Mother Johanna abhorred flattery and hypocrisy. She often said to her sisters; “Do not work to be seen or praised by men, the motivation of your work should be to express your love for God”. Mother Johanna founded fifteen more communities in Belgium. She died on 26th August, 1648. Her reformed Rule continued to be lived by all her communities which were established in Belgium.


Mother Antoine was the first Mother General of Franciscan Sisters of St. Anne, following the separation of Oudenbosch Sisters from the Roosendal group of Mother Marie Joseph. Although she did not leave any writings she was a simple and a determined mother with great trust in the Lord’s providence.

She entrusted the future of the Congregation to Divine Providence. Hers was to provide help whenever she and her sisters were needed. During her time, six new communities were opened, within Holland, Mother Antoine died in 1877 in Oudenbosch.
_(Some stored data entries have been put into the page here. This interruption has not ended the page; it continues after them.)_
#[cfg(test)]
mod tests {
    use std::thread::{self, JoinHandle};
    use std::time::Duration;

    use super::*;

    const TIMEOUT: Duration = Duration::from_secs(5);

    const SCRIPT: &str = "local function add(a, b)
  return a + b
end
local x = 1
local y = add(x, 2)
local z = y * 2
";

    struct RecordingSink {
        breaks: Sender<Vec<StackFrame>>,
        evals: Sender<EvalContext>,
    }

    impl DebugEventSink for RecordingSink {
        fn on_break(&self, frames: Vec<StackFrame>) {
            let _ = self.breaks.send(frames);
        }

        fn on_eval_result(&self, ctx: EvalContext) {
            let _ = self.evals.send(ctx);
        }
    }

    struct Harness {
        debugger: Arc<Debugger>,
        breaks: Receiver<Vec<StackFrame>>,
        evals: Receiver<EvalContext>,
        _sink: Arc<dyn DebugEventSink>,
    }

    fn harness() -> Harness {
        let (breaks_tx, breaks) = crossbeam_channel::unbounded();
        let (evals_tx, evals) = crossbeam_channel::unbounded();
        let sink: Arc<dyn DebugEventSink> = Arc::new(RecordingSink {
            breaks: breaks_tx,
            evals: evals_tx,
        });
        let debugger = Arc::new(Debugger::new(&DebuggerConfig::default(), Arc::downgrade(&sink)));
        debugger.start("", vec![".lua".to_string()]);
        Harness {
            debugger,
            breaks,
            evals,
            _sink: sink,
        }
    }

    fn run_script(debugger: &Arc<Debugger>, name: &str, code: &str) -> JoinHandle<Result<(), String>> {
        let debugger = Arc::clone(debugger);
        let name = name.to_string();
        let code = code.to_string();
        thread::spawn(move || {
            let lua = unsafe { Lua::unsafe_new() };
            debugger.register(&lua).map_err(|e| e.to_string())?;
            lua.load(code).set_name(name).exec().map_err(|e| e.to_string())
        })
    }

    #[test]
    fn test_breakpoint_pauses_and_continue_resumes() {
        let h = harness();
        h.debugger.add_breakpoint(BreakPoint::new("x.lua", 5));
        let handle = run_script(&h.debugger, "@x.lua", SCRIPT);

        let frames = h.breaks.recv_timeout(TIMEOUT).unwrap();
        assert_eq!(frames[0].file, "x.lua");
        assert_eq!(frames[0].line, 5);
        assert!(h.debugger.is_paused());

        h.debugger.do_action(Action::Continue);
        handle.join().unwrap().unwrap();
        assert!(h.breaks.try_recv().is_err());
        assert!(!h.debugger.is_paused());
    }

    #[test]
    fn test_breakpoint_matches_path_suffix() {
        let h = harness();
        h.debugger.add_breakpoint(BreakPoint::new("/home/dev/project/scripts/x.lua", 4));
        let handle = run_script(&h.debugger, "@scripts/x.lua", SCRIPT);

        let frames = h.breaks.recv_timeout(TIMEOUT).unwrap();
        assert_eq!(frames[0].line, 4);
        h.debugger.do_action(Action::Continue);
        handle.join().unwrap().unwrap();
    }

    #[test]
    fn test_breakpoint_matches_with_extension() {
        let h = harness();
        h.debugger.add_breakpoint(BreakPoint::new("mod.lua", 4));
        let handle = run_script(&h.debugger, "@mod", SCRIPT);

        let frames = h.breaks.recv_timeout(TIMEOUT).unwrap();
        assert_eq!(frames[0].file, "mod");
        h.debugger.do_action(Action::Continue);
        handle.join().unwrap().unwrap();
    }

    #[test]
    fn test_step_over_does_not_enter_call() {
        let h = harness();
        h.debugger.add_breakpoint(BreakPoint::new("x.lua", 5));
        let handle = run_script(&h.debugger, "@x.lua", SCRIPT);

        h.breaks.recv_timeout(TIMEOUT).unwrap();
        h.debugger.remove_all_breakpoints();
        h.debugger.do_action(Action::StepOver);

        let frames = h.breaks.recv_timeout(TIMEOUT).unwrap();
        assert_eq!(frames[0].line, 6);
        assert_eq!(frames.len(), 1);
        h.debugger.do_action(Action::Continue);
        handle.join().unwrap().unwrap();
    }

    #[test]
    fn test_step_into_and_out() {
        let h = harness();
        h.debugger.add_breakpoint(BreakPoint::new("x.lua", 5));
        let handle = run_script(&h.debugger, "@x.lua", SCRIPT);

        h.breaks.recv_timeout(TIMEOUT).unwrap();
        h.debugger.remove_all_breakpoints();
        h.debugger.do_action(Action::StepInto);

        let frames = h.breaks.recv_timeout(TIMEOUT).unwrap();
        assert_eq!(frames[0].line, 2);
        assert_eq!(frames[0].function_name, "add");
        assert_eq!(frames.len(), 2);

        h.debugger.do_action(Action::StepOut);
        let frames = h.breaks.recv_timeout(TIMEOUT).unwrap();
        assert_eq!(frames.len(), 1);
        assert_ne!(frames[0].line, 2);

        h.debugger.do_action(Action::Continue);
        handle.join().unwrap().unwrap();
    }

    #[test]
    fn test_locals_are_captured() {
        let h = harness();
        h.debugger.add_breakpoint(BreakPoint::new("x.lua", 6));
        let handle = run_script(&h.debugger, "@x.lua", SCRIPT);

        let frames = h.breaks.recv_timeout(TIMEOUT).unwrap();
        let locals: Vec<(&str, &str)> = frames[0]
            .local_variables
            .iter()
            .filter(|v| v.name != "add")
            .map(|v| (v.name.as_str(), v.value.as_str()))
            .collect();
        assert_eq!(locals, vec![("x", "1"), ("y", "3")]);

        h.debugger.do_action(Action::Continue);
        handle.join().unwrap().unwrap();
    }

    #[test]
    fn test_eval_in_paused_frame() {
        let h = harness();
        h.debugger.add_breakpoint(BreakPoint::new("x.lua", 6));
        let handle = run_script(&h.debugger, "@x.lua", SCRIPT);
        h.breaks.recv_timeout(TIMEOUT).unwrap();

        h.debugger.eval(EvalContext {
            expr: "x + y".to_string(),
            seq: 5,
            depth: 1,
            ..Default::default()
        });
        let ctx = h.evals.recv_timeout(TIMEOUT).unwrap();
        assert_eq!(ctx.seq, 5);
        assert!(ctx.success);
        assert_eq!(ctx.result.unwrap().value, "4");

        h.debugger.eval(EvalContext {
            expr: "x +".to_string(),
            seq: 6,
            ..Default::default()
        });
        let ctx = h.evals.recv_timeout(TIMEOUT).unwrap();
        assert_eq!(ctx.seq, 6);
        assert!(!ctx.success);
        assert!(ctx.error.is_some());

        h.debugger.do_action(Action::Continue);
        handle.join().unwrap().unwrap();
    }

    #[test]
    fn test_eval_when_not_paused() {
        let h = harness();
        h.debugger.eval(EvalContext {
            expr: "1".to_string(),
            seq: 1,
            ..Default::default()
        });
        let ctx = h.evals.recv_timeout(TIMEOUT).unwrap();
        assert!(!ctx.success);
        assert_eq!(ctx.error.as_deref(), Some("debugger is not paused"));
    }

    #[test]
    fn test_conditional_breakpoint() {
        let h = harness();
        h.debugger
            .add_breakpoint(BreakPoint::new("x.lua", 6).with_condition("y == 4"));
        run_script(&h.debugger, "@x.lua", SCRIPT).join().unwrap().unwrap();
        assert!(h.breaks.try_recv().is_err());

        h.debugger
            .add_breakpoint(BreakPoint::new("x.lua", 6).with_condition("nil + 1"));
        run_script(&h.debugger, "@x.lua", SCRIPT).join().unwrap().unwrap();
        assert!(h.breaks.try_recv().is_err());

        h.debugger
            .add_breakpoint(BreakPoint::new("x.lua", 6).with_condition("y == 3"));
        let handle = run_script(&h.debugger, "@x.lua", SCRIPT);
        let frames = h.breaks.recv_timeout(TIMEOUT).unwrap();
        assert_eq!(frames[0].line, 6);
        h.debugger.do_action(Action::Continue);
        handle.join().unwrap().unwrap();
    }

    #[test]
    fn test_hooks_inert_until_started() {
        let (breaks_tx, breaks) = crossbeam_channel::unbounded();
        let (evals_tx, _evals) = crossbeam_channel::unbounded();
        let sink: Arc<dyn DebugEventSink> = Arc::new(RecordingSink {
            breaks: breaks_tx,
            evals: evals_tx,
        });
        let debugger = Arc::new(Debugger::new(&DebuggerConfig::default(), Arc::downgrade(&sink)));
        debugger.add_breakpoint(BreakPoint::new("x.lua", 4));

        run_script(&debugger, "@x.lua", SCRIPT).join().unwrap().unwrap();
        assert!(breaks.try_recv().is_err());
        assert!(!debugger.is_started());
    }

    #[test]
    fn test_attach_arms_single_interpreter() {
        let (breaks_tx, breaks) = crossbeam_channel::unbounded();
        let (evals_tx, _evals) = crossbeam_channel::unbounded();
        let sink: Arc<dyn DebugEventSink> = Arc::new(RecordingSink {
            breaks: breaks_tx,
            evals: evals_tx,
        });
        let debugger = Arc::new(Debugger::new(&DebuggerConfig::default(), Arc::downgrade(&sink)));
        debugger.add_breakpoint(BreakPoint::new("x.lua", 4));

        let (id_tx, id_rx) = crossbeam_channel::bounded(0);
        let (go_tx, go_rx) = crossbeam_channel::bounded::<()>(0);
        let handle = {
            let debugger = Arc::clone(&debugger);
            thread::spawn(move || {
                let lua = unsafe { Lua::unsafe_new() };
                id_tx.send(debugger.register(&lua).unwrap()).unwrap();
                go_rx.recv().unwrap();
                lua.load(SCRIPT).set_name("@x.lua").exec().unwrap();
            })
        };

        let id = id_rx.recv_timeout(TIMEOUT).unwrap();
        assert!(debugger.attach(id));
        go_tx.send(()).unwrap();

        let frames = breaks.recv_timeout(TIMEOUT).unwrap();
        assert_eq!(frames[0].line, 4);
        debugger.do_action(Action::Continue);
        handle.join().unwrap();
        assert!(!debugger.attach(id));
    }

    #[test]
    fn test_break_action_pauses_next_line() {
        let h = harness();
        let (ready_tx, ready_rx) = crossbeam_channel::bounded(0);
        let (go_tx, go_rx) = crossbeam_channel::bounded::<()>(0);
        let debugger = Arc::clone(&h.debugger);
        let handle = thread::spawn(move || {
            let lua = unsafe { Lua::unsafe_new() };
            debugger.register(&lua).unwrap();
            ready_tx.send(()).unwrap();
            go_rx.recv().unwrap();
            lua.load(SCRIPT).set_name("@x.lua").exec().unwrap();
        });

        ready_rx.recv_timeout(TIMEOUT).unwrap();
        h.debugger.do_action(Action::Break);
        go_tx.send(()).unwrap();

        let frames = h.breaks.recv_timeout(TIMEOUT).unwrap();
        assert_eq!(frames[0].line, 1);
        h.debugger.do_action(Action::Continue);
        handle.join().unwrap();
        assert!(h.breaks.try_recv().is_err());
    }

    #[test]
    fn test_reregister_after_shutdown_keeps_new_slot() {
        let h = harness();
        let (go_tx, go_rx) = crossbeam_channel::bounded::<()>(0);
        let (done_tx, done_rx) = crossbeam_channel::bounded::<()>(0);
        let debugger = Arc::clone(&h.debugger);
        let handle = thread::spawn(move || {
            let lua = unsafe { Lua::unsafe_new() };
            debugger.register(&lua).unwrap();
            done_tx.send(()).unwrap();
            go_rx.recv().unwrap();
            debugger.register(&lua).unwrap();
            done_tx.send(()).unwrap();
            go_rx.recv().unwrap();
            lua.load(SCRIPT).set_name("@x.lua").exec().unwrap();
        });

        done_rx.recv_timeout(TIMEOUT).unwrap();
        assert_eq!(h.debugger.interpreter_count(), 1);
        h.debugger.shutdown();
        assert_eq!(h.debugger.interpreter_count(), 0);
        assert!(!h.debugger.is_started());

        go_tx.send(()).unwrap();
        done_rx.recv_timeout(TIMEOUT).unwrap();
        assert_eq!(h.debugger.interpreter_count(), 1);

        h.debugger.start("", vec![".lua".to_string()]);
        h.debugger.attach_all();
        h.debugger.add_breakpoint(BreakPoint::new("x.lua", 4));
        go_tx.send(()).unwrap();

        let frames = h.breaks.recv_timeout(TIMEOUT).unwrap();
        assert_eq!(frames[0].line, 4);
        h.debugger.do_action(Action::Continue);
        handle.join().unwrap();
    }

    #[test]
    fn test_stop_releases_and_disarms() {
        let h = harness();
        h.debugger.add_breakpoint(BreakPoint::new("x.lua", 4));
        h.debugger.add_breakpoint(BreakPoint::new("x.lua", 6));
        let handle = run_script(&h.debugger, "@x.lua", SCRIPT);

        h.breaks.recv_timeout(TIMEOUT).unwrap();
        h.debugger.do_action(Action::Stop);
        handle.join().unwrap().unwrap();
        assert!(h.breaks.try_recv().is_err());
    }

    #[test]
    fn test_shutdown_releases_paused_thread() {
        let h = harness();
        h.debugger.add_breakpoint(BreakPoint::new("x.lua", 4));
        let handle = run_script(&h.debugger, "@x.lua", SCRIPT);

        h.breaks.recv_timeout(TIMEOUT).unwrap();
        h.debugger.shutdown();
        handle.join().unwrap().unwrap();
        assert!(h.debugger.registry().is_empty());
        assert!(!h.debugger.is_started());
    }

    #[test]
    fn test_dropped_interpreter_is_unregistered() {
        let h = harness();
        run_script(&h.debugger, "@x.lua", "local a = 1").join().unwrap().unwrap();
        assert_eq!(h.debugger.interpreter_count(), 0);
    }

    #[test]
    fn test_resume_without_pause_is_ignored() {
        let h = harness();
        h.debugger.do_action(Action::Continue);
        h.debugger.do_action(Action::StepOver);
        assert!(!h.debugger.is_paused());
    }

    #[test]
    fn test_apply_add_breakpoints_with_clear() {
        let h = harness();
        h.debugger.add_breakpoint(BreakPoint::new("old.lua", 1));
        h.debugger.apply_add_breakpoints(&AddBreakPointReq {
            clear: true,
            break_points: vec![crate::protocol::BreakPointProto {
                file: "@./new.lua".to_string(),
                line: 3,
                ..Default::default()
            }],
        });
        let list = h.debugger.registry().list();
        assert_eq!(list, vec![BreakPoint::new("new.lua", 3)]);

        h.debugger.apply_remove_breakpoints(&RemoveBreakPointReq {
            break_points: vec![crate::protocol::BreakPointProto {
                file: "new.lua".to_string(),
                line: 3,
                ..Default::default()
            }],
        });
        assert!(h.debugger.registry().is_empty());
    }
}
After Mother Antoine stepped down, Mother Rosalie greatly extended the physical facilities in Oudenbosch for the Sisters and the school for boarders. She was a gifted leader who gave a strong foundation to the work started by Mother Antoine. She was very motherly and greatly loved the Sisters and children. She died in 1874 at the age of 55 years.
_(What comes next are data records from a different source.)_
pub mod cli;

pub use cli::Cli;
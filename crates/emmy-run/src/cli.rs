use std::fs;
use std::path::PathBuf;
use std::sync::Arc;

use clap::Parser;
use emmy_core::transport::TcpConnector;
use emmy_core::{CancellationToken, DebuggerConfig, DebuggerError, Facade, SessionGuard, log};
use miette::miette;
use mlua::Lua;
use tracing::{info, warn};

#[derive(Parser, Debug, Default)]
#[command(name = "emmy-run")]
#[command(author = env!("CARGO_PKG_AUTHORS"))]
#[command(version = env!("CARGO_PKG_VERSION"))]
#[command(after_help = "# Examples:\n\n\
    ## To run a script that connects itself with require('emmy_core').tcpConnect:\n\
    emmy-run script.lua\n\n\
    ## To connect to the IDE before the script starts:\n\
    emmy-run --connect --port 9966 script.lua")]
#[command(
    about = "Run a Lua script with the emmy_core debugger module preloaded.",
    long_about = None
)]
pub struct Cli {
    /// Lua script to run
    script: PathBuf,

    /// Host the IDE debug server listens on
    #[arg(long, default_value = "127.0.0.1")]
    host: String,

    /// Port the IDE debug server listens on
    #[arg(short, long, default_value_t = 9966)]
    port: u16,

    /// Connect to the IDE and wait for it before running the script
    #[arg(long, default_value_t = false)]
    connect: bool,

    /// Debugger settings in TOML
    #[arg(short, long)]
    config: Option<PathBuf>,
}

impl Cli {
    pub fn run(&self) -> miette::Result<()> {
        let config = match &self.config {
            Some(path) => DebuggerConfig::load(path)?,
            None => DebuggerConfig::default(),
        };
        let console = log::init(&config);

        let source = fs::read_to_string(&self.script)
            .map_err(|e| miette!("Failed to read {}: {}", self.script.display(), e))?;

        // SAFETY: the debugger needs the `debug` library, which `Lua::new` leaves out.
        let lua = unsafe { Lua::unsafe_new() };
        let facade = Arc::new(Facade::new(
            config.clone(),
            Arc::new(SessionGuard::new()),
            Arc::new(TcpConnector::new(config.connect_timeout())),
        ));
        if let Some(console) = console {
            facade.forward_logs(console)?;
        }

        let cancel = CancellationToken::new();
        emmy_core::preload(&lua, Arc::clone(&facade), cancel.clone())?;

        if self.connect {
            let outcome = facade.connect(&lua, &self.host, self.port, &cancel)?;
            info!(?outcome, host = %self.host, port = self.port, "Connected to IDE");
        }

        let result = lua
            .load(source.as_str())
            .set_name(format!("@{}", self.script.display()))
            .exec();

        if let Err(e) = facade.close() {
            warn!(error = %e, "Failed to close debug session");
        }
        result.map_err(DebuggerError::from)?;
        Ok(())
    }
}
She succeeded Mother Rosalie in 1874    and opened new communities. She was the first Superior General to delegate many of her duties since she felt she needed to give more attention to the spirituality of each sister and she also wanted to ensure that the sisters live according to the guidelines of Mother Johanna of Jesus. She was also the first Superior General to go outside the mother house for visitation.
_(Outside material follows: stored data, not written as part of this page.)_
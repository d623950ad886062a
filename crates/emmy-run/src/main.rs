use clap::Parser;

fn main() -> miette::Result<()> {
    emmy_run::Cli::parse().run()
}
She was a gifted and radical leader who was well educated; she drew up an elaborate programme for formation and education of the young members of the society and congregation. She encouraged team spirit among her council. She brought education to highest level promoting a deep spirituality and material well being that led to the extension of the schools and communities. She introduced nursing as an apostolate in the congregation following a request by a local Bishop. She died on 24th July 1920.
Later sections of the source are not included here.